» Exercise
Note each line of the listing that contains the string "WorkerPool", and copy it.

» Supplied material
◆ ◆ ◆ ◆ ◆ ◆ ◆
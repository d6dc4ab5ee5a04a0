//! Fixed pool of long-lived evaluation workers

use crate::fitness::{Evaluation, FitnessEvaluator};
use fastuav_common::{Result, SizingError};
use std::sync::Arc;
use tokio::sync::{mpsc, oneshot};
use tokio::task::JoinError;
use tracing::{debug, trace};

/// Reply to one job: the evaluation, or the join error of a panicked model run
pub(crate) type JobOutcome = std::result::Result<Evaluation, JoinError>;

struct Job {
    x: Vec<f64>,
    reply: oneshot::Sender<JobOutcome>,
}

/// `W` worker tasks, each fed through its own channel.
///
/// Dropping the pool closes every channel, which ends the worker loops.
pub(crate) struct WorkerPool {
    senders: Vec<mpsc::Sender<Job>>,
}

impl WorkerPool {
    /// Spawn the workers; must be called inside a Tokio runtime
    pub fn spawn(evaluator: Arc<FitnessEvaluator>, workers: usize) -> Self {
        let mut senders = Vec::with_capacity(workers);

        for rank in 0..workers {
            let (tx, rx) = mpsc::channel(1);
            let evaluator = Arc::clone(&evaluator);
            tokio::spawn(run_worker(rank, evaluator, rx));
            senders.push(tx);
        }

        debug!(workers, "Worker pool started");
        Self { senders }
    }

    pub fn size(&self) -> usize {
        self.senders.len()
    }

    /// Hand one design vector to worker `rank`
    pub async fn dispatch(&self, rank: usize, x: Vec<f64>) -> Result<oneshot::Receiver<JobOutcome>> {
        let sender = self
            .senders
            .get(rank)
            .ok_or_else(|| SizingError::Internal(format!("no worker with rank {rank}")))?;
        let (reply, rx) = oneshot::channel();
        sender
            .send(Job { x, reply })
            .await
            .map_err(|_| SizingError::Internal(format!("worker {rank} has shut down")))?;
        Ok(rx)
    }
}

async fn run_worker(rank: usize, evaluator: Arc<FitnessEvaluator>, mut jobs: mpsc::Receiver<Job>) {
    while let Some(Job { x, reply }) = jobs.recv().await {
        let evaluator = Arc::clone(&evaluator);
        let outcome = tokio::task::spawn_blocking(move || evaluator.evaluate(&x)).await;
        if reply.send(outcome).is_err() {
            debug!(rank, "Evaluation result dropped by caller");
        }
    }
    trace!(rank, "Worker stopped");
}
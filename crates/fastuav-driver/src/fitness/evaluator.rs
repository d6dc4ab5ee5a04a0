//! Fitness evaluation of one candidate

use super::{ConstraintPenalty, ObjectiveAggregator};
use crate::codec::VariableVectorCodec;
use crate::config::OptimizerConfig;
use crate::model::{ModelEvaluator, ModelOutputs};
use fastuav_common::{
    Candidate, Constraint, EvaluationFailure, NamedValues, Objective, SetupError,
    FAILURE_SENTINEL,
};
use serde::{Deserialize, Serialize};
use std::sync::Arc;
use tracing::warn;

/// Outcome of evaluating one design vector
#[derive(Debug, Clone, PartialEq, Serialize, Deserialize)]
pub struct Evaluation {
    /// Scalar minimized by the engine; always finite
    pub fitness: f64,
    /// Aggregated objective before penalty
    pub objective: f64,
    pub objectives: NamedValues,
    pub constraints: NamedValues,
    /// Σ violation^k
    pub violation: f64,
    pub feasible: bool,
    pub failed: bool,
}

impl Evaluation {
    /// Sentinel outcome for a failed model run
    pub fn failure() -> Self {
        Self {
            fitness: FAILURE_SENTINEL,
            objective: FAILURE_SENTINEL,
            objectives: NamedValues::new(),
            constraints: NamedValues::new(),
            violation: 0.0,
            feasible: false,
            failed: true,
        }
    }

    /// Raw model outputs, absent when the run failed
    pub fn outputs(&self) -> Option<ModelOutputs> {
        (!self.failed).then(|| ModelOutputs {
            objectives: self.objectives.clone(),
            constraints: self.constraints.clone(),
        })
    }

    /// Attach the evaluation to its design vector
    pub fn into_candidate(self, x: Vec<f64>, generation: u64) -> Candidate {
        Candidate {
            x,
            generation,
            fitness: self.fitness,
            objective: self.objective,
            objectives: self.objectives,
            constraints: self.constraints,
            violation: self.violation,
            feasible: self.feasible,
            failed: self.failed,
        }
    }
}

/// Turns a design vector into a finite scalar fitness.
///
/// Shared unchanged by the sequential and concurrent evaluation paths.
/// Never fails: every recoverable problem yields [`Evaluation::failure`].
#[derive(Clone)]
pub struct FitnessEvaluator {
    codec: Arc<VariableVectorCodec>,
    model: Arc<dyn ModelEvaluator>,
    aggregator: ObjectiveAggregator,
    penalty: ConstraintPenalty,
}

impl FitnessEvaluator {
    pub fn new(
        codec: Arc<VariableVectorCodec>,
        model: Arc<dyn ModelEvaluator>,
        objectives: &[Objective],
        constraints: Vec<Constraint>,
        config: &OptimizerConfig,
    ) -> Result<Self, SetupError> {
        let aggregator = ObjectiveAggregator::new(
            objectives,
            &config.objectives.weights,
            config.objectives.exponent,
        )?;
        let penalty = ConstraintPenalty::new(
            constraints,
            config.penalty.parameter,
            config.penalty.exponent,
        )?;
        Ok(Self {
            codec,
            model,
            aggregator,
            penalty,
        })
    }

    /// Evaluate one design vector
    pub fn evaluate(&self, x: &[f64]) -> Evaluation {
        match self.try_evaluate(x) {
            Ok(evaluation) => evaluation,
            Err(failure) => {
                warn!(reason = %failure.reason, "Candidate evaluation failed");
                Evaluation::failure()
            }
        }
    }

    fn try_evaluate(&self, x: &[f64]) -> Result<Evaluation, EvaluationFailure> {
        let design = self
            .codec
            .decode(x)
            .map_err(|e| EvaluationFailure::new(e.to_string()))?;
        let outputs = self.model.evaluate(&design)?;

        if let Some(name) = first_non_finite(&outputs.objectives) {
            return Err(EvaluationFailure::new(format!(
                "non-finite objective output '{name}'"
            )));
        }
        let objective = self.aggregator.aggregate(&outputs.objectives)?;

        let (fitness, violation, feasible) = if self.penalty.is_enabled() {
            if let Some(name) = first_non_finite(&outputs.constraints) {
                return Err(EvaluationFailure::new(format!(
                    "non-finite constraint output '{name}'"
                )));
            }
            let report = self.penalty.assess(&outputs.constraints)?;
            (
                objective + self.penalty.penalty(&report),
                report.penalized,
                report.is_feasible(),
            )
        } else {
            // Constraints are reported only; unreadable ones count as infeasible
            match self.penalty.inspect(&outputs.constraints) {
                Some(report) => (objective, report.penalized, report.is_feasible()),
                None => (objective, 0.0, false),
            }
        };

        if !fitness.is_finite() {
            return Err(EvaluationFailure::new(format!("non-finite fitness {fitness}")));
        }

        Ok(Evaluation {
            fitness,
            objective,
            objectives: outputs.objectives,
            constraints: outputs.constraints,
            violation,
            feasible,
            failed: false,
        })
    }
}

fn first_non_finite(values: &NamedValues) -> Option<&str> {
    values
        .iter()
        .find(|(_, v)| v.iter().any(|x| !x.is_finite()))
        .map(|(name, _)| name.as_str())
}
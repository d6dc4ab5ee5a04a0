//! Strategy parameters derived from dimension and population size

/// Selection, recombination and learning-rate constants for one run
#[derive(Debug, Clone)]
pub(crate) struct StrategyParameters {
    /// Problem dimension
    pub n: usize,
    /// Population size (lambda)
    pub lambda: usize,
    /// Number of parents (mu)
    pub mu: usize,
    /// Recombination weights, positive and summing to 1
    pub weights: Vec<f64>,
    /// Variance effective selection mass
    pub mu_eff: f64,
    /// Learning rate of the step-size path
    pub c_sigma: f64,
    /// Damping for sigma
    pub d_sigma: f64,
    /// Learning rate of the covariance path
    pub c_c: f64,
    /// Rank-one learning rate
    pub c_1: f64,
    /// Rank-mu learning rate
    pub c_mu: f64,
    /// E||N(0, I)||
    pub chi_n: f64,
}

impl StrategyParameters {
    pub fn new(n: usize, lambda: Option<usize>) -> Self {
        let n_f = n as f64;
        let lambda = lambda
            .unwrap_or_else(|| 4 + (3.0 * n_f.ln()).floor() as usize)
            .max(2);
        let mu = (lambda / 2).max(1);

        // Recombination weights (log-linear)
        let raw: Vec<f64> = (0..mu)
            .map(|i| ((lambda as f64 + 1.0) / 2.0).ln() - ((i + 1) as f64).ln())
            .collect();
        let sum: f64 = raw.iter().sum();
        let weights: Vec<f64> = if sum > 0.0 {
            raw.iter().map(|w| w / sum).collect()
        } else {
            vec![1.0 / mu as f64; mu]
        };
        let mu_eff = 1.0 / weights.iter().map(|w| w * w).sum::<f64>();

        let c_sigma = (mu_eff + 2.0) / (n_f + mu_eff + 5.0);
        let d_sigma =
            1.0 + 2.0 * (((mu_eff - 1.0) / (n_f + 1.0)).sqrt() - 1.0).max(0.0) + c_sigma;
        let c_c = (4.0 + mu_eff / n_f) / (n_f + 4.0 + 2.0 * mu_eff / n_f);
        let c_1 = 2.0 / ((n_f + 1.3).powi(2) + mu_eff);
        let c_mu = (2.0 * (mu_eff - 2.0 + 1.0 / mu_eff) / ((n_f + 2.0).powi(2) + mu_eff))
            .min(1.0 - c_1)
            .max(0.0);
        let chi_n = n_f.sqrt() * (1.0 - 1.0 / (4.0 * n_f) + 1.0 / (21.0 * n_f * n_f));

        Self {
            n,
            lambda,
            mu,
            weights,
            mu_eff,
            c_sigma,
            d_sigma,
            c_c,
            c_1,
            c_mu,
            chi_n,
        }
    }

    /// Evaluations between two eigendecompositions of C
    pub fn lazy_gap(&self) -> f64 {
        self.lambda as f64 / (self.c_1 + self.c_mu) / self.n as f64 / 10.0
    }

    /// Default generation budget: `100 + 150 (n + 3)² / √λ`
    pub fn default_max_iterations(&self) -> u64 {
        let n_f = self.n as f64;
        (100.0 + 150.0 * (n_f + 3.0).powi(2) / (self.lambda as f64).sqrt()).round() as u64
    }

    /// Generations of best-fitness history inspected by `tolfun`
    pub fn history_length(&self) -> usize {
        10 + (30.0 * self.n as f64 / self.lambda as f64).ceil() as usize
    }
}
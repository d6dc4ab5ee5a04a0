//! Objective - named model output to minimize

use serde::{Deserialize, Serialize};

/// Default relative weight of an objective
pub const DEFAULT_WEIGHT: f64 = 1.0;

/// A model output minimized by the optimizer.
///
/// Vector-valued objectives contribute the mean of their components.
#[derive(Debug, Clone, PartialEq, Serialize, Deserialize)]
pub struct Objective {
    /// Output name as reported by the model
    pub name: String,
    /// Number of components
    pub size: usize,
    /// Relative weight in multi-objective aggregation
    pub weight: f64,
}

impl Objective {
    /// Scalar objective with the default weight
    pub fn new(name: impl Into<String>) -> Self {
        Self::vector(name, 1)
    }

    /// Vector objective with the default weight
    pub fn vector(name: impl Into<String>, size: usize) -> Self {
        Self {
            name: name.into(),
            size,
            weight: DEFAULT_WEIGHT,
        }
    }

    /// Set the relative weight
    pub fn with_weight(mut self, weight: f64) -> Self {
        self.weight = weight;
        self
    }
}
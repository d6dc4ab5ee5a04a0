//! # FastUAV Driver
//!
//! Constrained derivative-free optimization of UAV sizing models.
//!
//! ## Pipeline
//!
//! ```text
//! named design ──codec──▶ x ──engine.ask──▶ population
//!                                              │
//!                  scheduler (W workers) ◀─────┘
//!                         │ model → objectives, constraints
//!                         ▼
//!             fitness = aggregate + p · Σ violation^k
//!                         │
//!        engine.tell ◀────┘ ──▶ stop exchange across ranks
//! ```
//!
//! ## Components
//!
//! - [`VariableVectorCodec`]: named design values ↔ flat bounded vector
//! - [`FitnessEvaluator`]: model outputs → finite scalar fitness
//! - [`PopulationBatchScheduler`]: population evaluation over a worker pool
//! - [`ConvergenceCoordinator`]: collective stop decision
//! - [`OptimizationLoop`]: INIT → GENERATION* → DONE

pub mod codec;
pub mod config;
pub mod convergence;
pub mod fitness;
pub mod model;
pub mod optimizer;
pub mod record;
pub mod scheduler;

pub use codec::VariableVectorCodec;
pub use config::{ObjectiveSettings, OptimizerConfig, ParallelSettings, PenaltySettings};
pub use convergence::{ConvergenceCoordinator, StopBallot, StopDecision};
pub use fitness::{Evaluation, FitnessEvaluator};
pub use model::{FnModel, ModelEvaluator, ModelOutputs};
pub use optimizer::{OptimizationLoop, OptimizationProblem, OptimizationReport};
pub use record::{
    EvaluationRecord, JsonLinesRecordSink, MemoryRecordSink, RecordSink, RecordStage,
    TracingRecordSink,
};
pub use scheduler::PopulationBatchScheduler;

/// Default initial step size
pub const DEFAULT_SIGMA0: f64 = 0.1;

/// Default penalty coefficient
pub const DEFAULT_PENALTY_PARAMETER: f64 = 10.0;

/// Default generations between progress lines
pub const DEFAULT_DISPLAY_INTERVAL: u64 = 20;
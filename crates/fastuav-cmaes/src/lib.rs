//! # FastUAV CMA-ES
//!
//! Evolution engine interface and a native Covariance Matrix Adaptation
//! Evolution Strategy for the FastUAV optimizer.
//!
//! ## Ask / Tell
//!
//! ```text
//! configure(x0, σ0, bounds, seed)
//! loop {
//!     X = ask()            // λ candidate vectors
//!     f = evaluate(X)      // outside the engine
//!     tell(X, f)           // update mean, paths, C, σ
//!     if !stop().is_empty() { break }
//! }
//! (x*, f*) = result()
//! ```
//!
//! The driver only sees [`EvolutionEngine`]; [`CmaEs`] is one
//! implementation of it.
//!
//! ## References
//!
//! - Hansen (2016): The CMA Evolution Strategy: A Tutorial

pub mod engine;
pub mod strategy;
pub mod termination;

pub use engine::{EngineResult, EngineSettings, EvolutionEngine, StopSet};
pub use strategy::{CmaEs, CmaEsOptions};
pub use termination::StopCriterion;

/// Default tolerance on the fitness range
pub const DEFAULT_TOL_FUN: f64 = 1e-11;

/// Default tolerance on the search distribution's standard deviations
pub const DEFAULT_TOL_X: f64 = 1e-11;

/// Default limit on the covariance condition number
pub const DEFAULT_CONDITION_LIMIT: f64 = 1e14;
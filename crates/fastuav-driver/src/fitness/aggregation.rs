//! Weighted multi-objective aggregation

use fastuav_common::{EvaluationFailure, NamedValues, Objective, SetupError};
use std::collections::{BTreeMap, HashSet};

#[derive(Debug, Clone)]
struct WeightedObjective {
    name: String,
    size: usize,
    weight: f64,
}

/// Collapses the declared objectives into one scalar
#[derive(Debug, Clone)]
pub struct ObjectiveAggregator {
    terms: Vec<WeightedObjective>,
    exponent: f64,
    identity: bool,
}

impl ObjectiveAggregator {
    /// Resolve weights and validate the declaration.
    ///
    /// A non-empty `overrides` map replaces every declared weight and must
    /// name exactly the declared objectives.
    pub fn new(
        objectives: &[Objective],
        overrides: &BTreeMap<String, f64>,
        exponent: f64,
    ) -> Result<Self, SetupError> {
        if objectives.is_empty() {
            return Err(SetupError::NoObjective);
        }

        let mut seen = HashSet::new();
        for obj in objectives {
            if !seen.insert(obj.name.as_str()) {
                return Err(SetupError::DuplicateName(obj.name.clone()));
            }
            if obj.size == 0 {
                return Err(SetupError::invalid(&obj.name, "objective size must be at least 1"));
            }
        }
        if let Some(unknown) = overrides.keys().find(|k| !seen.contains(k.as_str())) {
            return Err(SetupError::UnknownObjectiveWeight(unknown.clone()));
        }

        let mut weights = Vec::with_capacity(objectives.len());
        for obj in objectives {
            let weight = if overrides.is_empty() {
                obj.weight
            } else {
                *overrides
                    .get(&obj.name)
                    .ok_or_else(|| SetupError::MissingObjectiveWeight(obj.name.clone()))?
            };
            if !(weight.is_finite() && weight >= 0.0) {
                return Err(SetupError::invalid(
                    &obj.name,
                    "objective weight must be finite and non-negative",
                ));
            }
            weights.push(weight);
        }

        let total: f64 = weights.iter().sum();
        if total <= 0.0 {
            return Err(SetupError::invalid(
                "objectives.weights",
                "total weight must be positive",
            ));
        }

        let terms = objectives
            .iter()
            .zip(weights)
            .map(|(obj, w)| WeightedObjective {
                name: obj.name.clone(),
                size: obj.size,
                weight: w / total,
            })
            .collect();

        Ok(Self {
            terms,
            exponent,
            identity: objectives.len() == 1 && objectives[0].size == 1,
        })
    }

    /// Normalized weight of an objective
    pub fn weight(&self, name: &str) -> Option<f64> {
        self.terms.iter().find(|t| t.name == name).map(|t| t.weight)
    }

    /// Aggregate the objective outputs of one model run
    pub fn aggregate(&self, outputs: &NamedValues) -> Result<f64, EvaluationFailure> {
        let mut weighted = 0.0;
        for term in &self.terms {
            let values = outputs.get(&term.name).ok_or_else(|| {
                EvaluationFailure::new(format!("missing objective output '{}'", term.name))
            })?;
            if values.len() != term.size {
                return Err(EvaluationFailure::new(format!(
                    "objective '{}' has {} components, expected {}",
                    term.name,
                    values.len(),
                    term.size
                )));
            }
            if self.identity {
                return Ok(values[0]);
            }
            let mean = values.iter().sum::<f64>() / values.len() as f64;
            weighted += term.weight * mean;
        }
        Ok(weighted.powf(self.exponent))
    }
}
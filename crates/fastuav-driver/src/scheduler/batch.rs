//! Padding and batching of one population

use std::ops::Range;

/// Layout of a population over `W` worker slots.
///
/// The population is padded to a multiple of `W` by repeating its last
/// candidate; padded slots are evaluated and then discarded.
#[derive(Debug, Clone, Copy, PartialEq, Eq)]
pub(crate) struct BatchPlan {
    len: usize,
    workers: usize,
}

impl BatchPlan {
    pub fn new(len: usize, workers: usize) -> Self {
        Self {
            len,
            workers: workers.max(1),
        }
    }

    /// Population length rounded up to a multiple of the worker count
    pub fn padded_len(&self) -> usize {
        self.batch_count() * self.workers
    }

    /// `⌈N / W⌉`
    pub fn batch_count(&self) -> usize {
        self.len.div_ceil(self.workers)
    }

    /// Padded indices of each batch; slot `j` of a batch goes to worker `j`
    pub fn batches(&self) -> impl Iterator<Item = Range<usize>> + '_ {
        (0..self.batch_count()).map(move |b| b * self.workers..(b + 1) * self.workers)
    }

    /// Candidate evaluated at a padded index
    pub fn source(&self, padded: usize) -> usize {
        padded.min(self.len.saturating_sub(1))
    }

    /// Whether a padded index holds a real candidate
    pub fn is_real(&self, padded: usize) -> bool {
        padded < self.len
    }
}
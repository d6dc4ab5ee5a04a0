//! FastUAV optimizer demo binary
//!
//! Minimizes `x0² + x1²` subject to `x0 + x1 ≥ 1` inside `[-5, 5]²`.
//! Settings come from `.env` and `FASTUAV_*` variables; set
//! `FASTUAV_RECORDS` to write every evaluation as JSON lines.

use std::sync::Arc;

use anyhow::Result;
use tracing::info;
use tracing_subscriber::{layer::SubscriberExt, util::SubscriberInitExt};

use fastuav_cmaes::CmaEs;
use fastuav_common::{Constraint, DesignVariable, NamedValues, Objective, VERSION};
use fastuav_driver::{
    FnModel, JsonLinesRecordSink, ModelOutputs, OptimizationLoop, OptimizationProblem,
    OptimizerConfig, RecordSink, TracingRecordSink,
};

#[tokio::main]
async fn main() -> Result<()> {
    // Initialize tracing
    tracing_subscriber::registry()
        .with(tracing_subscriber::fmt::layer())
        .with(tracing_subscriber::EnvFilter::from_default_env())
        .init();

    info!("Starting FastUAV optimizer v{}", VERSION);

    let mut config = OptimizerConfig::load()?;
    if std::env::var("FASTUAV_SIGMA0").is_err() {
        config.sigma0 = 1.0;
    }
    info!("Loaded configuration: {:?}", config);

    let problem = OptimizationProblem {
        design_variables: vec![DesignVariable::uniform("x", 2, -5.0, 5.0)?],
        initial: [("x".to_string(), vec![2.0, 2.0])].into_iter().collect(),
        objectives: vec![Objective::new("f")],
        constraints: vec![Constraint::lower("sum", 1.0)],
    };

    let model = Arc::new(FnModel(|design: &NamedValues| {
        let x = &design["x"];
        Ok(ModelOutputs::new()
            .objective("f", x[0] * x[0] + x[1] * x[1])
            .constraint("sum", x[0] + x[1]))
    }));

    let sink: Arc<dyn RecordSink> = match std::env::var("FASTUAV_RECORDS") {
        Ok(path) => {
            info!("Recording evaluations to {}", path);
            Arc::new(JsonLinesRecordSink::create(&path).await?)
        }
        Err(_) => Arc::new(TracingRecordSink),
    };

    let report = OptimizationLoop::new(config, problem, model, CmaEs::default)
        .with_record_sink(sink)
        .run()
        .await?;

    info!(
        "Best design x = {:?}, fitness = {:.6}, {} generations, stopped on {:?}",
        report.best["x"], report.fitness, report.generations, report.stop_criteria
    );
    println!("{}", serde_json::to_string_pretty(&report)?);

    Ok(())
}
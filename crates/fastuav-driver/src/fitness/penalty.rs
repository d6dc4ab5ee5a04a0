//! Exterior penalty on constraint violations

use fastuav_common::{Constraint, EvaluationFailure, NamedValues, SetupError};
use serde::{Deserialize, Serialize};
use std::collections::HashSet;

/// Violation of one model run
#[derive(Debug, Clone, Copy, Default, PartialEq, Serialize, Deserialize)]
pub struct ViolationReport {
    /// Σ violation^k over active components
    pub penalized: f64,
    /// Σ violation over active components
    pub raw: f64,
}

impl ViolationReport {
    pub fn is_feasible(&self) -> bool {
        self.raw == 0.0
    }
}

/// `p · Σ violation^k` over every active constraint component
#[derive(Debug, Clone)]
pub struct ConstraintPenalty {
    constraints: Vec<Constraint>,
    parameter: f64,
    exponent: f64,
}

impl ConstraintPenalty {
    pub fn new(
        constraints: Vec<Constraint>,
        parameter: f64,
        exponent: f64,
    ) -> Result<Self, SetupError> {
        let mut seen = HashSet::new();
        for c in &constraints {
            if !seen.insert(c.name.as_str()) {
                return Err(SetupError::DuplicateName(c.name.clone()));
            }
            if c.size() == 0 || c.bound.iter().any(|b| b.is_nan()) {
                return Err(SetupError::invalid(
                    &c.name,
                    "constraint needs at least one non-NaN bound",
                ));
            }
        }
        Ok(Self {
            constraints,
            parameter,
            exponent,
        })
    }

    pub fn is_enabled(&self) -> bool {
        self.parameter > 0.0
    }

    /// Measure the violation of one model run
    pub fn assess(&self, outputs: &NamedValues) -> Result<ViolationReport, EvaluationFailure> {
        let mut report = ViolationReport::default();
        for constraint in &self.constraints {
            let values = outputs.get(&constraint.name).ok_or_else(|| {
                EvaluationFailure::new(format!("missing constraint output '{}'", constraint.name))
            })?;
            if values.len() != constraint.size() {
                return Err(EvaluationFailure::new(format!(
                    "constraint '{}' has {} components, expected {}",
                    constraint.name,
                    values.len(),
                    constraint.size()
                )));
            }
            for (i, value) in values.iter().enumerate() {
                let v = constraint.component_violation(i, *value);
                report.raw += v;
                report.penalized += v.powf(self.exponent);
            }
        }
        Ok(report)
    }

    /// Best-effort [`assess`](Self::assess) for reporting only.
    ///
    /// `None` when a constraint output is missing, mis-sized or non-finite.
    pub fn inspect(&self, outputs: &NamedValues) -> Option<ViolationReport> {
        let readable = self.constraints.iter().all(|c| {
            outputs
                .get(&c.name)
                .is_some_and(|values| values.iter().all(|v| v.is_finite()))
        });
        if readable {
            self.assess(outputs).ok()
        } else {
            None
        }
    }

    /// Penalty term added to the aggregated objective
    pub fn penalty(&self, report: &ViolationReport) -> f64 {
        if self.is_enabled() {
            self.parameter * report.penalized
        } else {
            0.0
        }
    }
}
◆ ◆ ◆ ◆ ◆ ◆ ◆
» Answer below
pub(crate) struct WorkerPool {
impl WorkerPool {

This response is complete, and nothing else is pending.